§ Exercise aim
The answer is every line in the data below that contains the word "Unexpected".

§ Excerpted records
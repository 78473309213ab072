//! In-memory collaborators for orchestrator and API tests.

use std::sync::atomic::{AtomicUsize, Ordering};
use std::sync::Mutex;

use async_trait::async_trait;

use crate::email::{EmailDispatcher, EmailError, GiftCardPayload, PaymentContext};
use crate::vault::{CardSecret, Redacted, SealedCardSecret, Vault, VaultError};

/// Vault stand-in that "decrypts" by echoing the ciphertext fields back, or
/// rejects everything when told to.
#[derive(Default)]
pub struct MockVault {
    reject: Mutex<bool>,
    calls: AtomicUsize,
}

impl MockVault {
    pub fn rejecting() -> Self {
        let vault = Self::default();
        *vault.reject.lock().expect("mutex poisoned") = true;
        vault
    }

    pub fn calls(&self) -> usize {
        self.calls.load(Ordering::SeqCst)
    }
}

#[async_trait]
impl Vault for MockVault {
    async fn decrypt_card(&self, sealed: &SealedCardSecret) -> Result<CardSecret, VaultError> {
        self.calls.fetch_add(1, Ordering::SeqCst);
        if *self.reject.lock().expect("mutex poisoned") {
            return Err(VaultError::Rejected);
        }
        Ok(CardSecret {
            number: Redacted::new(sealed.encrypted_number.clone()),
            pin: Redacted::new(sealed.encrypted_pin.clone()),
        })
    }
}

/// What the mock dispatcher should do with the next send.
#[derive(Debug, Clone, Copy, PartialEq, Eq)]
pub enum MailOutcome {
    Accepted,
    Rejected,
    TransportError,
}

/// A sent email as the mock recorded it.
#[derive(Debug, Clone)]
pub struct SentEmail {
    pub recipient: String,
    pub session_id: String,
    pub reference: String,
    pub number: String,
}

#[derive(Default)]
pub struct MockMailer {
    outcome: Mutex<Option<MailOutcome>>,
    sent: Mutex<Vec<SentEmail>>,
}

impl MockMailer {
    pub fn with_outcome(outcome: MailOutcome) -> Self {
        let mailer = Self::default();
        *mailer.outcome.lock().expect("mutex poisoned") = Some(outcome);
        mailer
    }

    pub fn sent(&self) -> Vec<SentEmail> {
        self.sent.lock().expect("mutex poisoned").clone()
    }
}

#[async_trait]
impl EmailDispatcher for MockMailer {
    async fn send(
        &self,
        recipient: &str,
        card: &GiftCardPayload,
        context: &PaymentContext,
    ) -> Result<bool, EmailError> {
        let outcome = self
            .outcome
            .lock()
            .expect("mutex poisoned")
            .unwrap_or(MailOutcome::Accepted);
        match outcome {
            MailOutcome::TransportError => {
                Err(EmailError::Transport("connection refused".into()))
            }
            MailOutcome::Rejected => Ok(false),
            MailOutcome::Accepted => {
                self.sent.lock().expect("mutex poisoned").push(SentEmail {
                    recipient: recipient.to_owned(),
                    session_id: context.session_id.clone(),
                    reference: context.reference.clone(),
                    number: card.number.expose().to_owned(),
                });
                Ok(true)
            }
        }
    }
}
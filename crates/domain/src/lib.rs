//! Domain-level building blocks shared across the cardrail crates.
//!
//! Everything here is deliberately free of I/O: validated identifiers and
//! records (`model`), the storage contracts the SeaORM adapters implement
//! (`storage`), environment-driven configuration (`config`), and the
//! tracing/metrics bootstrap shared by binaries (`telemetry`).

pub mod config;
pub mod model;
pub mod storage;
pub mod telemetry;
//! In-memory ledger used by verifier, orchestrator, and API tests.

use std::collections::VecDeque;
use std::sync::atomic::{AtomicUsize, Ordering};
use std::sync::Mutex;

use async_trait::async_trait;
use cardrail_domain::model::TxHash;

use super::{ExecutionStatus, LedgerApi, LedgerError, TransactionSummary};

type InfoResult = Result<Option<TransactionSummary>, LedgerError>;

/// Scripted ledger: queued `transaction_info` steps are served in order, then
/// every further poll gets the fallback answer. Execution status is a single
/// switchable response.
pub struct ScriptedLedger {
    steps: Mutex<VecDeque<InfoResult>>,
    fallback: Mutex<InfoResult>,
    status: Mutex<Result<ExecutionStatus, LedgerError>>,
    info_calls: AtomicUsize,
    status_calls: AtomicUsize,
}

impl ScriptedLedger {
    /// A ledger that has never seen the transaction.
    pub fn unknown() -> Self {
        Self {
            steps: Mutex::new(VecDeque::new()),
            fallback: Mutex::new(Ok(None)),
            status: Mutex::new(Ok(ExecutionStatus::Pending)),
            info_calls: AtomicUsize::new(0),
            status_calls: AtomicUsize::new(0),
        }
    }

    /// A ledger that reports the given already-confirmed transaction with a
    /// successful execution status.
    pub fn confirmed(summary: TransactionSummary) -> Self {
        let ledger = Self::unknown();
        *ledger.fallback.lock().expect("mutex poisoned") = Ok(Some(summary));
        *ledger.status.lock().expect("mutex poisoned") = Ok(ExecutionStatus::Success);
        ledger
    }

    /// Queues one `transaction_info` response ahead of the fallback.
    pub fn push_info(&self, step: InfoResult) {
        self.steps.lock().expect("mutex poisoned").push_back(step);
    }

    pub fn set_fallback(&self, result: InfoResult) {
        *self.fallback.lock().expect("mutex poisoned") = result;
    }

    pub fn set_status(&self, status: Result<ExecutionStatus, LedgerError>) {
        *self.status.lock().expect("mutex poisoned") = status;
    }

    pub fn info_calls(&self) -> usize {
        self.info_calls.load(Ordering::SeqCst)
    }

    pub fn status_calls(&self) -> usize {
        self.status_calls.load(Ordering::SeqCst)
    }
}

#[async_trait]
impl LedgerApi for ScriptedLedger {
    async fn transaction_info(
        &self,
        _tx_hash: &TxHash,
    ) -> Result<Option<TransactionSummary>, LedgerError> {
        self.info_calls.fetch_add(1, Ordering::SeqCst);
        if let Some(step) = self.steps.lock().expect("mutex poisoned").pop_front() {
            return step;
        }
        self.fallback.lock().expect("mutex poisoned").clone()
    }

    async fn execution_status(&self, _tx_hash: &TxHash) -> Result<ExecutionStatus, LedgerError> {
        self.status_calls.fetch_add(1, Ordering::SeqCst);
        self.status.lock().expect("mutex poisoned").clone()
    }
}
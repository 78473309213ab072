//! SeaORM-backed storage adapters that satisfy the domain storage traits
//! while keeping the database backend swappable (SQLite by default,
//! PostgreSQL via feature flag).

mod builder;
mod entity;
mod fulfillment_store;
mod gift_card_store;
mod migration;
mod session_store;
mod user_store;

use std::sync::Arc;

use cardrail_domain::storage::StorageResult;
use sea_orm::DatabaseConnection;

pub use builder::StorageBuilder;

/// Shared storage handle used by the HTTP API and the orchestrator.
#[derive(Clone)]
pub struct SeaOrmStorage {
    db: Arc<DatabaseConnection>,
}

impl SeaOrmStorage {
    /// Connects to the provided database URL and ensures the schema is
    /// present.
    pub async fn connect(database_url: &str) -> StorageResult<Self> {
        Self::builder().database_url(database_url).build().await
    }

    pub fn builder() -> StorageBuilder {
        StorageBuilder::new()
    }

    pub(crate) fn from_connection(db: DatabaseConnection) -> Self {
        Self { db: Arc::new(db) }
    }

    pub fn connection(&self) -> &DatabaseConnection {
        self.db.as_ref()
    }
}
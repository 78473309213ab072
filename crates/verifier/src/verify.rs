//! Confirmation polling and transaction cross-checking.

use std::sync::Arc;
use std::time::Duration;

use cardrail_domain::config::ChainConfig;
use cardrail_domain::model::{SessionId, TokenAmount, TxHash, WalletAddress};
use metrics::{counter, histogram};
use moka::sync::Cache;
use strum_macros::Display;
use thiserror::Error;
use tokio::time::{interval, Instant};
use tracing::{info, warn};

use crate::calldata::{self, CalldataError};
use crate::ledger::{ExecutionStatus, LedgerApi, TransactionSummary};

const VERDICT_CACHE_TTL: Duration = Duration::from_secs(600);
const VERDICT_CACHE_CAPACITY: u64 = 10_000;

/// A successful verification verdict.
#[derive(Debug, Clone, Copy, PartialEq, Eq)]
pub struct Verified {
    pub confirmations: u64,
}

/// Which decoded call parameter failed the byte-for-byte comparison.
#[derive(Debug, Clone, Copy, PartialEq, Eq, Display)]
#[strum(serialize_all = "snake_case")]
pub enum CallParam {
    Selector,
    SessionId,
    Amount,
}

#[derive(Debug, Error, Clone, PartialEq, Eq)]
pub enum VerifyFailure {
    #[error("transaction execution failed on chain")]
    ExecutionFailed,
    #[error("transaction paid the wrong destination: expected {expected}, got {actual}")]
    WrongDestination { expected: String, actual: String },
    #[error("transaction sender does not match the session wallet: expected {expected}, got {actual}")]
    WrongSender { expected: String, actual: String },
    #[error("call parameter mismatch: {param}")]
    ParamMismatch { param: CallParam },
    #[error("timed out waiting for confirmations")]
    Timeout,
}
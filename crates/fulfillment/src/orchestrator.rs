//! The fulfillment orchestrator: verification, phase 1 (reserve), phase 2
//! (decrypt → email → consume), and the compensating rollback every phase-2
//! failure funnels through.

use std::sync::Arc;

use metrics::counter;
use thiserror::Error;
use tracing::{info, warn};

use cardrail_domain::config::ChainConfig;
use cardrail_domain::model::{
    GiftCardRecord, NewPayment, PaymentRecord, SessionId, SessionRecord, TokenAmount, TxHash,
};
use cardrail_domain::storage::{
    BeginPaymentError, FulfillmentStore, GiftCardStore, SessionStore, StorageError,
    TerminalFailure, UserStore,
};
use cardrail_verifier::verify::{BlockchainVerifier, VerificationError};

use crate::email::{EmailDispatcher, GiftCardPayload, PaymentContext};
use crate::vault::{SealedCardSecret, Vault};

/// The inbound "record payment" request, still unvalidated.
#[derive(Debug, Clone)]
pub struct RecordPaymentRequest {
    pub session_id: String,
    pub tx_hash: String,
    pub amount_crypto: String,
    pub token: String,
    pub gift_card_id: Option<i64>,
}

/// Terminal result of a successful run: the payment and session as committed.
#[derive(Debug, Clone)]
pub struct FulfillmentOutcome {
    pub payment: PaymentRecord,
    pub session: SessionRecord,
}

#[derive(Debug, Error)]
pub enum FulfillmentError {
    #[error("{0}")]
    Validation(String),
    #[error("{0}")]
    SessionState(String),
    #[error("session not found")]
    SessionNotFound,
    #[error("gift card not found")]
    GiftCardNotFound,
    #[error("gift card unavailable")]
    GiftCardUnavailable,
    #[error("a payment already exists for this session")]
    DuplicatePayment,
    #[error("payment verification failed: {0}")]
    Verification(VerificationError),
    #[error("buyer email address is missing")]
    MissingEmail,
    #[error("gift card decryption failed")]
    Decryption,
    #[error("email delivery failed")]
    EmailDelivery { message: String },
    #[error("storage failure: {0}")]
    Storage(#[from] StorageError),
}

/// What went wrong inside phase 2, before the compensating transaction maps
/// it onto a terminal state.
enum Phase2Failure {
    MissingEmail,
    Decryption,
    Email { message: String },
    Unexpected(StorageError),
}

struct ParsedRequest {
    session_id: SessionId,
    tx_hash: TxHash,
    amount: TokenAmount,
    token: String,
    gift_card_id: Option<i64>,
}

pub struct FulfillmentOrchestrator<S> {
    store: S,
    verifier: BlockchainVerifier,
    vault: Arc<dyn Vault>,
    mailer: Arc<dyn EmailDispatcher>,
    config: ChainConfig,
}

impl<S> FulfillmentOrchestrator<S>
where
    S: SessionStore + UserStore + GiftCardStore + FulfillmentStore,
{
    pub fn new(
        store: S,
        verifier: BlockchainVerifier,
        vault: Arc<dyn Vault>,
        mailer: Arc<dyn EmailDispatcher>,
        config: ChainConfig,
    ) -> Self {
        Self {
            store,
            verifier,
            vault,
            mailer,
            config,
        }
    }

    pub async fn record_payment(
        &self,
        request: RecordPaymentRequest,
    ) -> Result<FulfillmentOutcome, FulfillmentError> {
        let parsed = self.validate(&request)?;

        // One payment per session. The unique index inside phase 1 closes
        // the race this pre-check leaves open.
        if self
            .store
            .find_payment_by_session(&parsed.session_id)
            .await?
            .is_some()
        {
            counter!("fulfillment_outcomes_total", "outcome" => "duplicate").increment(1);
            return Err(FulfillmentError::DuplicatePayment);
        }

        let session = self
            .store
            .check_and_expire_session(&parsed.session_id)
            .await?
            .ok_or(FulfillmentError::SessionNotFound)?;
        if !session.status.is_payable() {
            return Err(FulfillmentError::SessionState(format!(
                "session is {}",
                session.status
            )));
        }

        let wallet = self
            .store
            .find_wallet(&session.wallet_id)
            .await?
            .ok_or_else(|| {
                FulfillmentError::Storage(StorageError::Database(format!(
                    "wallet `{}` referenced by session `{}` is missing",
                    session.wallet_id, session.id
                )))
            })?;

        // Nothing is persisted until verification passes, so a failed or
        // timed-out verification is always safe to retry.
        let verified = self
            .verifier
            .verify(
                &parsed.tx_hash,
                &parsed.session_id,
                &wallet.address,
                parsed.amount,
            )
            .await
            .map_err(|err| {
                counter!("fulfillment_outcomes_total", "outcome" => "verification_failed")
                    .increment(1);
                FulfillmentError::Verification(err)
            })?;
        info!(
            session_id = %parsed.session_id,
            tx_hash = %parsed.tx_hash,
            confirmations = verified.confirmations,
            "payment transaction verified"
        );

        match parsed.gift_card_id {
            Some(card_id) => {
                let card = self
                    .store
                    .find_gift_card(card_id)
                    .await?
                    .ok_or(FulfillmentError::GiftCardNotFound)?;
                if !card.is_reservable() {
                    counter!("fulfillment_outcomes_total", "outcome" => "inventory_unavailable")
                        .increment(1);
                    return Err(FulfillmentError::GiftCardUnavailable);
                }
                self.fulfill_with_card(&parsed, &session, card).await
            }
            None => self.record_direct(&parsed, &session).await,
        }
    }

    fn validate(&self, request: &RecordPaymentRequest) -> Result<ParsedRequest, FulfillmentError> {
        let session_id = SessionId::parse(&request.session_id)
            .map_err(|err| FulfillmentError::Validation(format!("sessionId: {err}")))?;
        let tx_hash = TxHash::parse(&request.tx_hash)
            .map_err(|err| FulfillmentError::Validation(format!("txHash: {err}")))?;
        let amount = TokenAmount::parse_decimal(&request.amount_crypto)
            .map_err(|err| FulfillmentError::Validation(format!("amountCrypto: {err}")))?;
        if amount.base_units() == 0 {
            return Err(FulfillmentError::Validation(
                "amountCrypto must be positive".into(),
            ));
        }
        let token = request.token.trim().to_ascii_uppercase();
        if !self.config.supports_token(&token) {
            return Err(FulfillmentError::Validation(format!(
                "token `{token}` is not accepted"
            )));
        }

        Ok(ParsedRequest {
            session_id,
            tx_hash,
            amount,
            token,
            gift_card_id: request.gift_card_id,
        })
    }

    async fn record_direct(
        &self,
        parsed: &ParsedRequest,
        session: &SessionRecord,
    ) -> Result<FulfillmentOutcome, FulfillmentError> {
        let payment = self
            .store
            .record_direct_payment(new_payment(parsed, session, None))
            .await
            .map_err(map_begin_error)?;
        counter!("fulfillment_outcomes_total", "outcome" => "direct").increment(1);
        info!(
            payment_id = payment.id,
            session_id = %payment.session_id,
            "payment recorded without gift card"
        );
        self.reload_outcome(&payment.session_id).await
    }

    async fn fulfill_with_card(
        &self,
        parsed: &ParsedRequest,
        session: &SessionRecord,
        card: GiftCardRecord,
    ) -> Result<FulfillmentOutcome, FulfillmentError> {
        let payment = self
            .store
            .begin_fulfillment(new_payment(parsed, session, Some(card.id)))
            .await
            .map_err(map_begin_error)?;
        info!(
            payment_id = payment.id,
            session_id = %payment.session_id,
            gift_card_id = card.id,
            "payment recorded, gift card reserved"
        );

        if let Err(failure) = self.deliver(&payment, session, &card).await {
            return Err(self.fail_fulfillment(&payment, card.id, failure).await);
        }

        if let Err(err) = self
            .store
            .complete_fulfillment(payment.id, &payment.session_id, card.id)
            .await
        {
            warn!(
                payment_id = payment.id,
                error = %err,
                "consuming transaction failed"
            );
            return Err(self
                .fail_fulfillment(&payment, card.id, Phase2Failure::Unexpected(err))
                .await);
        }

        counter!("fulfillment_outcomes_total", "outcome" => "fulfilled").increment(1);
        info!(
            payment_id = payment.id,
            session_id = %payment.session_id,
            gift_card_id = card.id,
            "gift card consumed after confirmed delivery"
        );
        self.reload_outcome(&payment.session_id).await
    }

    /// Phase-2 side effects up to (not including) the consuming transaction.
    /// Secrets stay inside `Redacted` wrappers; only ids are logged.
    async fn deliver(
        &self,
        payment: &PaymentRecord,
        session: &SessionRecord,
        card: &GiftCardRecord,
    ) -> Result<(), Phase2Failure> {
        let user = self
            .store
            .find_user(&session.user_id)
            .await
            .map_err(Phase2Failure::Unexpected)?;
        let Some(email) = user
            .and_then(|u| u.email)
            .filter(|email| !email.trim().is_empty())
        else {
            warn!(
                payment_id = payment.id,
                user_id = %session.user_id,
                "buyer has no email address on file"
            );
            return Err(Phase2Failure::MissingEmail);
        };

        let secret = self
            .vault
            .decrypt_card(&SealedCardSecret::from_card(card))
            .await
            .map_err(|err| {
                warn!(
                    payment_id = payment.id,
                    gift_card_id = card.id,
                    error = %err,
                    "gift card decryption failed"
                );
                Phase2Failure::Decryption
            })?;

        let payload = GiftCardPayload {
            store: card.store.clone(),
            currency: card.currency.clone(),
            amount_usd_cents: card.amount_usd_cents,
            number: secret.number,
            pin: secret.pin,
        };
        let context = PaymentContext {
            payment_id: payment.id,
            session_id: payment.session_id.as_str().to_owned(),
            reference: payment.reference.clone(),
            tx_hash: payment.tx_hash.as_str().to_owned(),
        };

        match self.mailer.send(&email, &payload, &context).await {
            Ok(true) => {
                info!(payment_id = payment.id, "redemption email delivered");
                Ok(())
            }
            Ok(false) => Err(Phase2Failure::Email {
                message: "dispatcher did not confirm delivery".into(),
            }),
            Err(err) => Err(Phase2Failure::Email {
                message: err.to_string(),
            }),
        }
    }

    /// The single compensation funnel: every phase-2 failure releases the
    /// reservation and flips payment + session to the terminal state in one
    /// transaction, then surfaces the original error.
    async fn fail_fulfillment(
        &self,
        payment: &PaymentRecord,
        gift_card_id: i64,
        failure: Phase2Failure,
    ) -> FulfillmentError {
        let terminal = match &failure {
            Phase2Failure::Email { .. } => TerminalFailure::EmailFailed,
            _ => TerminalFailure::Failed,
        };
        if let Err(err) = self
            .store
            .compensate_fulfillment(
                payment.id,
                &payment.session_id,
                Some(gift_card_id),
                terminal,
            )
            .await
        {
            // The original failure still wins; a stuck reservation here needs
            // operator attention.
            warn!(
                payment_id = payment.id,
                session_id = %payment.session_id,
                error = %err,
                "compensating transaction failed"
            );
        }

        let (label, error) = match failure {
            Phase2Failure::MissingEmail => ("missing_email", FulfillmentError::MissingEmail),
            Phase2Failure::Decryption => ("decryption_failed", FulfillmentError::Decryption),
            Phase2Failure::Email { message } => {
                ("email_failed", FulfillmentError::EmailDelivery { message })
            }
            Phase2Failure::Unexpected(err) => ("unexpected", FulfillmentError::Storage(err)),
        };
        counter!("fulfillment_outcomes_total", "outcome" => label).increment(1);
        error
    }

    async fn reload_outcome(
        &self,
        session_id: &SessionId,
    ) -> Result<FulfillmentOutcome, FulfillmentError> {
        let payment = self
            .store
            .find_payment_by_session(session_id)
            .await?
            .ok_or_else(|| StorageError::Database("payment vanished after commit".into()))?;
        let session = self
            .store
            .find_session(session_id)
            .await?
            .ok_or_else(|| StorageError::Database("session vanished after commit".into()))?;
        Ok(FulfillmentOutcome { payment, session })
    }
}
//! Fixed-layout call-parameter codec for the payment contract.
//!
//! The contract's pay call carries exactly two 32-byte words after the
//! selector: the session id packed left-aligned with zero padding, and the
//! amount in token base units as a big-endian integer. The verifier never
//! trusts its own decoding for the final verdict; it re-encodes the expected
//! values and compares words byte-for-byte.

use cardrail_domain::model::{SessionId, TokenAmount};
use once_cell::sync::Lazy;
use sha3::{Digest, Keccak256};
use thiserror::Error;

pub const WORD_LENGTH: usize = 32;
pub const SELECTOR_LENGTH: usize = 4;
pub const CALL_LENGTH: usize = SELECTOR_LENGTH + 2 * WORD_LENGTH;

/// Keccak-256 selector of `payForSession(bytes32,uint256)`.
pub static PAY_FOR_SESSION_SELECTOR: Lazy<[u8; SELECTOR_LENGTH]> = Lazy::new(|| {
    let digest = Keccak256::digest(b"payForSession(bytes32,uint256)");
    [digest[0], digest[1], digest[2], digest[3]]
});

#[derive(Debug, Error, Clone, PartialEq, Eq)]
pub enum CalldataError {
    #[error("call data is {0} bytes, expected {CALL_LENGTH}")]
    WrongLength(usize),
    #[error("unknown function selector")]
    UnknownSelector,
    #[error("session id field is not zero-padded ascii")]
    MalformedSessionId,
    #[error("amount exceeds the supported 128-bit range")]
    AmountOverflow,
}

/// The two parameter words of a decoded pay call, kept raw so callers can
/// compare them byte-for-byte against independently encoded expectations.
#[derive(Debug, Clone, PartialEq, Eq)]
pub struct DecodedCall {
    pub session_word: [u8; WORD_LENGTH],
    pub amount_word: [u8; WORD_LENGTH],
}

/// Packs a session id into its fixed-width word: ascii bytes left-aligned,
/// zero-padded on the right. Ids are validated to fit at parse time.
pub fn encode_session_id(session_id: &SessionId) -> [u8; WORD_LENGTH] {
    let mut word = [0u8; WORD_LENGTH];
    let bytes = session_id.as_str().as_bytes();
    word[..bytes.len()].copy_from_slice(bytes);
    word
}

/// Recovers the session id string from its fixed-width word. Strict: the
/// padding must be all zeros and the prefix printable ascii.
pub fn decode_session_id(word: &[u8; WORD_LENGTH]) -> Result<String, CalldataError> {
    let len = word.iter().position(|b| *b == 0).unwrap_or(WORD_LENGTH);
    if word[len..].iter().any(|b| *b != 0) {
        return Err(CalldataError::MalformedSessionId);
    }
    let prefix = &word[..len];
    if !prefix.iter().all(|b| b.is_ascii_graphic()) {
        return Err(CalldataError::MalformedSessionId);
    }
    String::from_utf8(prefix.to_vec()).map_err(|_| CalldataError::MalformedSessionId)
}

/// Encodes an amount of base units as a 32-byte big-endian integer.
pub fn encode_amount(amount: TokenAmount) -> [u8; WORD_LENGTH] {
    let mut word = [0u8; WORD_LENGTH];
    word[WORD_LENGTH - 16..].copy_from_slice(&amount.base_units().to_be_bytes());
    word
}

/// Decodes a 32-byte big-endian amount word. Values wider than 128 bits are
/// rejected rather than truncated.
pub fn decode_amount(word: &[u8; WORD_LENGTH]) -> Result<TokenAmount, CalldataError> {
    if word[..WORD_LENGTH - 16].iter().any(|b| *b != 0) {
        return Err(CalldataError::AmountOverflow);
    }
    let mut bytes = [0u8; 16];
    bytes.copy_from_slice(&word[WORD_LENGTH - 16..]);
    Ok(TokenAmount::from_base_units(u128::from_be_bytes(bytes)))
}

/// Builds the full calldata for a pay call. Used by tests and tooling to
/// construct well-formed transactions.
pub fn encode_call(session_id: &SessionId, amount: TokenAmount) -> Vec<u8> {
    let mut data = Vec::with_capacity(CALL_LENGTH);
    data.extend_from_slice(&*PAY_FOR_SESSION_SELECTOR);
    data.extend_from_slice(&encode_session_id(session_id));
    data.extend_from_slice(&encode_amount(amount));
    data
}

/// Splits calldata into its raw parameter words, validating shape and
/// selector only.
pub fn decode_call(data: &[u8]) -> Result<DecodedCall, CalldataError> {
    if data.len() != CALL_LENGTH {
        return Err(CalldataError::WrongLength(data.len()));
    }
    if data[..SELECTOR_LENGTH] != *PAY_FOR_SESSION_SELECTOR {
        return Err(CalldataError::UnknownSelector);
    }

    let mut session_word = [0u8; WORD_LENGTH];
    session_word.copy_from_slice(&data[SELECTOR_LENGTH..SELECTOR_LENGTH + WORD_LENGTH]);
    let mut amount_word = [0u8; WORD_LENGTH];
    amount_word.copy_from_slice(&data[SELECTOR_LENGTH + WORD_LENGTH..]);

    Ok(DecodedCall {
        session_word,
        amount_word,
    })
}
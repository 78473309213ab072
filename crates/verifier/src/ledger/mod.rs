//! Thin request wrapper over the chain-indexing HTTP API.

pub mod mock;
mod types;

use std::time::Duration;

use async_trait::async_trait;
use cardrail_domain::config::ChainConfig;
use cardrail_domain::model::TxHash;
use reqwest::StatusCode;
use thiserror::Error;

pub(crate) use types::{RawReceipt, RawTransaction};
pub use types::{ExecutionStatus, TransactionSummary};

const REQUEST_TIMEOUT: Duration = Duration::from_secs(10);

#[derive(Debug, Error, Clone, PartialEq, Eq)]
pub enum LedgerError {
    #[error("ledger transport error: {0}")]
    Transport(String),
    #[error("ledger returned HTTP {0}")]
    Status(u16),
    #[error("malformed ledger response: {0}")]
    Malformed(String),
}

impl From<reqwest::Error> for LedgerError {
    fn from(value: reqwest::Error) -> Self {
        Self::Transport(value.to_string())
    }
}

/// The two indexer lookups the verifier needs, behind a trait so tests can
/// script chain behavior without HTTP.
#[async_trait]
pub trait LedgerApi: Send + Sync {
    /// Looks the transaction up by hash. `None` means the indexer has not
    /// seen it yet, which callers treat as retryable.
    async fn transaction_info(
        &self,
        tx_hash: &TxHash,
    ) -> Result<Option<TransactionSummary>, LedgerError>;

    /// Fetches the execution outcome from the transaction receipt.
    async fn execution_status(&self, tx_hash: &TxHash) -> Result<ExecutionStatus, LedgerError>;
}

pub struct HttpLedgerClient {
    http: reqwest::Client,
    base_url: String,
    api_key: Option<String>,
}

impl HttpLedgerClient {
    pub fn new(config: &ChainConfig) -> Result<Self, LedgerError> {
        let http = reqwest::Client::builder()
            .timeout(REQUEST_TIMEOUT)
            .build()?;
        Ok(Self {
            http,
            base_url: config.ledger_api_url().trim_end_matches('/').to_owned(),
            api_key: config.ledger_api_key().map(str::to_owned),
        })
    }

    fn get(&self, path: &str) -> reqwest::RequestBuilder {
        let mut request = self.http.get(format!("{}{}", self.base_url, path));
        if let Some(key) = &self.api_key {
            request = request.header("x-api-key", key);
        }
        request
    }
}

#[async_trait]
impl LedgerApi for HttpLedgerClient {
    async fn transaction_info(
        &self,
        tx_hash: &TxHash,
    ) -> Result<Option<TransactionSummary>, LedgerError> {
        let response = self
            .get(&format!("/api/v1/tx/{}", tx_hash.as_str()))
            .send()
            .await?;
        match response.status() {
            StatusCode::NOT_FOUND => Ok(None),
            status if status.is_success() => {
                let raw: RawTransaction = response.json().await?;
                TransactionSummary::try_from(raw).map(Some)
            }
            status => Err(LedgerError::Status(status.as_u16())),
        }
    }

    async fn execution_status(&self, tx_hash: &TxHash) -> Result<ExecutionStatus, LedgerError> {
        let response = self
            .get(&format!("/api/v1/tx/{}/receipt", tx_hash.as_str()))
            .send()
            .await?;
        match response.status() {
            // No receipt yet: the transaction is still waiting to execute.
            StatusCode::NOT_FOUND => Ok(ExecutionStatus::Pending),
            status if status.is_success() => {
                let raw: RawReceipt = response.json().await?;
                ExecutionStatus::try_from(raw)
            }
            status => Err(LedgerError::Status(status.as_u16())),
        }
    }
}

§ Written answer
    Unexpected(StorageError),
                .fail_fulfillment(&payment, card.id, Phase2Failure::Unexpected(err))
            .map_err(Phase2Failure::Unexpected)?;
            Phase2Failure::Unexpected(err) => ("unexpected", FulfillmentError::Storage(err)),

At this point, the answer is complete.